**What you will do**
Begin with the line containing "pub mod csrf;" and end with the last line of the data below; return those lines exactly, and only those.

**Records shown**
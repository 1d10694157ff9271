pub mod csp;
pub mod csrf;
pub mod rate_limit;

pub use csp::{csp_layer, frame_options_layer, nosniff_layer};
pub use csrf::{csrf_protect, Csrf, CsrfError};
pub use rate_limit::{parse_limits, rate_limit, RateLimit, RateLimiter};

**Solution below**
pub mod csrf;
pub mod rate_limit;

pub use csp::{csp_layer, frame_options_layer, nosniff_layer};
pub use csrf::{csrf_protect, Csrf, CsrfError};
pub use rate_limit::{parse_limits, rate_limit, RateLimit, RateLimiter};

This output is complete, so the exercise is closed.